Loyola student teachers locked out by strike
Posted by loyolastudentdispatch on September 17, 2012
By Jess Livinghouse
Some 350,000 students in Chicago will continue to miss school as the Chicago Teachers’ Union strike carries on into its second week. However, Chicago Public School students are not the only ones being affected by the protest.
Loyola University Chicago School of Education students are also locked out by the strike.
Loyola junior Catharine McCarron, an education and history double-major, is one of the students feeling the effects of the strike.
“We are supposed to start our ‘clinicals’ on Oct. 15,” she said, “however with the strike taking place the teachers will not have enough time to get acquainted with their students before we come in to student teach.”
In an email to Loyola University Chicago students, Chris Skrable, Loyola’s service earning program manager, instructed students, “not to cross the picket line” or to be “functioning to replace or substitute for the normal teaching activities of CPS teachers.”

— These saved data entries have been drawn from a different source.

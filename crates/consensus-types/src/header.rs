use beacon_ssz::{impl_static_container, HashTreeRoot};

use crate::constants::DOMAIN_BEACON_PROPOSER;
use crate::error::Result;
use crate::fork::{compute_signing_root, ForkData};
use crate::primitives::{BlsSignature, Root, Slot, ValidatorIndex};
use crate::signing::{BlsSigner, BlsVerifier};

/// Block metadata with the body replaced by its root. 112 bytes.
#[derive(Clone, Copy, Debug, Default, PartialEq, Eq)]
pub struct BeaconBlockHeader {
    pub slot: Slot,
    pub proposer_index: ValidatorIndex,
    pub parent_root: Root,
    pub state_root: Root,
    pub body_root: Root,
}

impl_static_container!(BeaconBlockHeader {
    slot: Slot,
    proposer_index: ValidatorIndex,
    parent_root: Root,
    state_root: Root,
    body_root: Root,
});

impl BeaconBlockHeader {
    pub fn new(
        slot: Slot,
        proposer_index: ValidatorIndex,
        parent_root: Root,
        state_root: Root,
        body_root: Root,
    ) -> Self {
        Self {
            slot,
            proposer_index,
            parent_root,
            state_root,
            body_root,
        }
    }
}

#[derive(Clone, Copy, Debug, Default, PartialEq, Eq)]
pub struct SignedBeaconBlockHeader {
    pub header: BeaconBlockHeader,
    pub signature: BlsSignature,
}

impl_static_container!(SignedBeaconBlockHeader {
    header: BeaconBlockHeader,
    signature: BlsSignature,
});

impl SignedBeaconBlockHeader {
    /// Sign `header` under the proposer domain of `fork_data`.
    pub fn new(header: BeaconBlockHeader, fork_data: &ForkData, signer: &dyn BlsSigner) -> Result<Self> {
        let domain = fork_data.compute_domain(DOMAIN_BEACON_PROPOSER)?;
        let signing_root = compute_signing_root(header.hash_tree_root()?, domain)?;
        let signature = signer.sign(&signing_root)?;
        Ok(Self { header, signature })
    }

    pub fn verify_signature(
        &self,
        fork_data: &ForkData,
        verifier: &dyn BlsVerifier,
        pubkey: &crate::primitives::BlsPubkey,
    ) -> Result<bool> {
        let domain = fork_data.compute_domain(DOMAIN_BEACON_PROPOSER)?;
        let signing_root = compute_signing_root(self.header.hash_tree_root()?, domain)?;
        Ok(verifier.verify(pubkey, &signing_root, &self.signature))
    }
}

Skrable also stated in the email that Loyola has asked instructors of these service-learning courses to be accommodating in the event that the strike continues and students are unable to meet the minimum hour requirements.
For Loyola’s School of Education students, clinical experiences generally last for five weeks and are a crucial part of earning a degree in education as they give students with an opportunity to gain first hand teaching experience.
As to where Loyola students will be teaching, McCarron says that’s up in the air.
“We’ve been told they’re looking into charter schools or possibly making up missed hours by teaching on Saturday’s but at this point nothing is certain. Student teaching is nerve-racking enough as it is, but all this uncertainty makes it that much more stressful.”
Despite this anxiety, McCarron is careful not to pick a side in the debate just yet.
“It will be very interesting to see what happens after this issue is no longer on the front page. Will the teachers continue to fight for what is best for students, or will they just settle for higher salaries?”